Неделю спустя он пишет о том же Суворину, видимо, ещё не сумевши избыть из памяти впечатление о детской несвободе. Чехов раскрывает внутренний трагизм религиозного развития человека в жёстких рамках принуждения к вере. Чехов отвергает религию из-под палки и религию от сытости и довольства.

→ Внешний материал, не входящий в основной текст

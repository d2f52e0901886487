use std::hint::black_box;

use criterion::{Criterion, criterion_group, criterion_main};
use rand::{Rng, SeedableRng, rngs::SmallRng};

use tournee_core::cost_matrix::CostMatrix;
use tournee_solver::solver::tour_solver::{BestPathSolver, SolverStrategy, TourSolver};

/// Zero diagonal, uniform costs in 0..100 elsewhere. Fixed seed so every
/// strategy sees the same instance and runs are comparable.
fn random_matrix(size: usize, seed: u64) -> CostMatrix {
    let mut rng = SmallRng::seed_from_u64(seed);
    let rows = (0..size)
        .map(|i| {
            (0..size)
                .map(|j| {
                    if i == j {
                        0.0
                    } else {
                        rng.random_range(0.0..100.0)
                    }
                })
                .collect()
        })
        .collect();

    CostMatrix::from_rows(rows).unwrap()
}

fn strategy_benchmark(c: &mut Criterion) {
    let strategies = [
        ("exhaustive", SolverStrategy::Exhaustive),
        ("branch_and_bound", SolverStrategy::BranchAndBound),
        ("partitioned", SolverStrategy::Partitioned),
    ];

    for size in [3usize, 5, 8] {
        let mut group = c.benchmark_group(format!("solve_{size}x{size}"));

        for (name, strategy) in strategies {
            let mut solver = TourSolver::new(strategy);
            solver.bind_cost_matrix(random_matrix(size, 42));

            group.bench_function(name, |b| {
                b.iter(|| {
                    solver.compute_best_path().unwrap();
                    black_box(solver.best_distance())
                })
            });
        }

        group.finish();
    }
}

criterion_group!(benches, strategy_benchmark);
criterion_main!(benches);
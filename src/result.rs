use crate::headers::{Headers, write_headers};

/// Outcome of evaluating one request against a policy.
///
/// Both variants carry the full set of CORS headers; they only differ in
/// whether the pipeline may continue.
#[derive(Debug, Clone, PartialEq, Eq)]
pub enum CorsDecision {
    /// `OPTIONS` request: respond with the headers alone, skip the next stage.
    Preflight { headers: Headers },
    /// Any other method: run the next stage and attach the headers to its response.
    Forward { headers: Headers },
}

impl CorsDecision {
    pub fn headers(&self) -> &Headers {
        match self {
            CorsDecision::Preflight { headers } | CorsDecision::Forward { headers } => headers,
        }
    }

    pub fn into_headers(self) -> Headers {
        match self {
            CorsDecision::Preflight { headers } | CorsDecision::Forward { headers } => headers,
        }
    }

    pub fn is_short_circuit(&self) -> bool {
        matches!(self, CorsDecision::Preflight { .. })
    }

    /// Writes the decision's headers into an outbound collection, merging
    /// `Vary` with any value already present.
    pub fn apply_to(&self, response_headers: &mut Headers) {
        write_headers(response_headers, self.headers());
    }
}
pub mod constants;

mod allowed_methods;
mod config;
mod context;
mod gate;
mod header_names;
mod headers;
mod origin;
mod policy;
mod result;
mod swap;
mod util;

pub use allowed_methods::{AllowedMethods, HttpMethod, MethodError};
pub use config::{ConfigError, InitParams, PolicySource, Resolution, resolve_policy};
pub use context::RequestContext;
pub use gate::{CorsGate, evaluate};
pub use header_names::HeaderNames;
pub use headers::Headers;
pub use origin::{AllowedOrigins, OriginError, is_valid_origin};
pub use policy::CorsPolicy;
pub use result::CorsDecision;
pub use swap::SharedGate;
pub use util::{equals_ignore_case, join_header_values, normalize_lower};
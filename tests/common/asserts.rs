use cors_gate::{CorsDecision, Headers};

pub fn assert_forward(decision: CorsDecision) -> Headers {
    match decision {
        CorsDecision::Forward { headers } => headers,
        other => panic!("expected forward decision, got {:?}", other),
    }
}

pub fn assert_preflight(decision: CorsDecision) -> Headers {
    match decision {
        CorsDecision::Preflight { headers } => headers,
        other => panic!("expected preflight decision, got {:?}", other),
    }
}
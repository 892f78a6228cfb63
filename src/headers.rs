use crate::constants::header;
use indexmap::IndexMap;

/// Response headers in emission order.
pub type Headers = IndexMap<String, String>;

#[derive(Debug, Default, Clone)]
pub(crate) struct HeaderCollection {
    headers: Headers,
}

impl HeaderCollection {
    pub(crate) fn new() -> Self {
        Self::with_estimate(6)
    }

    pub(crate) fn with_estimate(estimate: usize) -> Self {
        Self {
            headers: IndexMap::with_capacity(estimate),
        }
    }

    pub(crate) fn push<N, V>(&mut self, name: N, value: V)
    where
        N: Into<String>,
        V: Into<String>,
    {
        let name = name.into();
        if name.eq_ignore_ascii_case(header::VARY) {
            self.add_vary(value);
        } else {
            self.headers.insert(name, value.into());
        }
    }

    pub(crate) fn add_vary<S: Into<String>>(&mut self, value: S) {
        merge_vary(&mut self.headers, &value.into());
    }

    pub(crate) fn into_headers(self) -> Headers {
        self.headers
    }
}

/// Writes `source` into `target`, replacing same-named entries except `Vary`,
/// whose tokens are merged case-insensitively.
pub(crate) fn write_headers(target: &mut Headers, source: &Headers) {
    for (name, value) in source {
        if name.eq_ignore_ascii_case(header::VARY) {
            merge_vary(target, value);
            continue;
        }

        let existing = target
            .keys()
            .find(|key| key.eq_ignore_ascii_case(name))
            .cloned();
        match existing {
            Some(key) => {
                target.insert(key, value.clone());
            }
            None => {
                target.insert(name.clone(), value.clone());
            }
        }
    }
}

fn merge_vary(headers: &mut Headers, incoming: &str) {
    let key = headers
        .keys()
        .find(|key| key.eq_ignore_ascii_case(header::VARY))
        .cloned()
        .unwrap_or_else(|| header::VARY.to_string());

    let mut entries: Vec<String> = headers
        .get(&key)
        .map(|existing| {
            existing
                .split(',')
                .map(|part| part.trim().to_string())
                .filter(|part| !part.is_empty())
                .collect()
        })
        .unwrap_or_default();

    entries.extend(
        incoming
            .split(',')
            .map(|part| part.trim().to_string())
            .filter(|part| !part.is_empty()),
    );

    if entries.is_empty() {
        headers.shift_remove(&key);
        return;
    }

    let mut deduped: Vec<String> = Vec::with_capacity(entries.len());
    for entry in entries {
        if deduped
            .iter()
            .any(|existing| existing.eq_ignore_ascii_case(&entry))
        {
            continue;
        }
        deduped.push(entry);
    }

    headers.insert(key, deduped.join(", "));
}

#[cfg(test)]
#[path = "headers_test.rs"]
mod headers_test;
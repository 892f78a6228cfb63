use crate::allowed_methods::AllowedMethods;
use crate::header_names::HeaderNames;
use crate::origin::AllowedOrigins;

/// Resolved CORS configuration.
///
/// The default policy allows nothing: credentials are off and every list is
/// empty, so each emitted header carries an empty value.
#[derive(Clone, Debug, Default, PartialEq, Eq)]
pub struct CorsPolicy {
    pub allow_credentials: bool,
    pub allowed_origins: AllowedOrigins,
    pub allowed_methods: AllowedMethods,
    pub allowed_headers: HeaderNames,
    pub exposed_headers: HeaderNames,
}

#[cfg(test)]
#[path = "policy_test.rs"]
mod policy_test;
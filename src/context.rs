/// The parts of an incoming request the gate looks at.
#[derive(Debug, Clone, Copy)]
pub struct RequestContext<'a> {
    pub method: &'a str,
    pub origin: Option<&'a str>,
}

impl<'a> RequestContext<'a> {
    pub fn new(method: &'a str, origin: Option<&'a str>) -> Self {
        Self { method, origin }
    }

    /// The `Origin` header value, empty when the header is absent.
    pub fn origin_or_empty(&self) -> &'a str {
        self.origin.unwrap_or_default()
    }
}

Человек перед Богом не должен чувствовать себя подневольным: это убивает в нём веру. Вера может быть только свободной. Христос ждёт свободной любви человека — её отверг Великий Инквизитор. И сколь многие ещё. Отец Чехова, Павел Егорович, был искренне и истово верующим человеком, но при этом фарисеем: жившим по правилу человек для субботы, а не суббота для человека. Он очень любил церковные службы и из тщеславия (по свидетельству старшего сына его, Александра) завёл собственный небольшой хор, основу которого составили его сыновья. Мальчики не отличались достаточным музыкальным талантом, но это не остановило рвения Павла Егоровича, а лишь увеличило время истязающих репетиций с криком и бранью отца. Живая и несомненная вера отрока Антоши Чехова подверглась суровому испытанию. С ранних лет слишком чуткий ко всякой неправде и фальши, он не мог не проникнуться отвержением той религиозной подневольной жизни, к которой принуждал его отец.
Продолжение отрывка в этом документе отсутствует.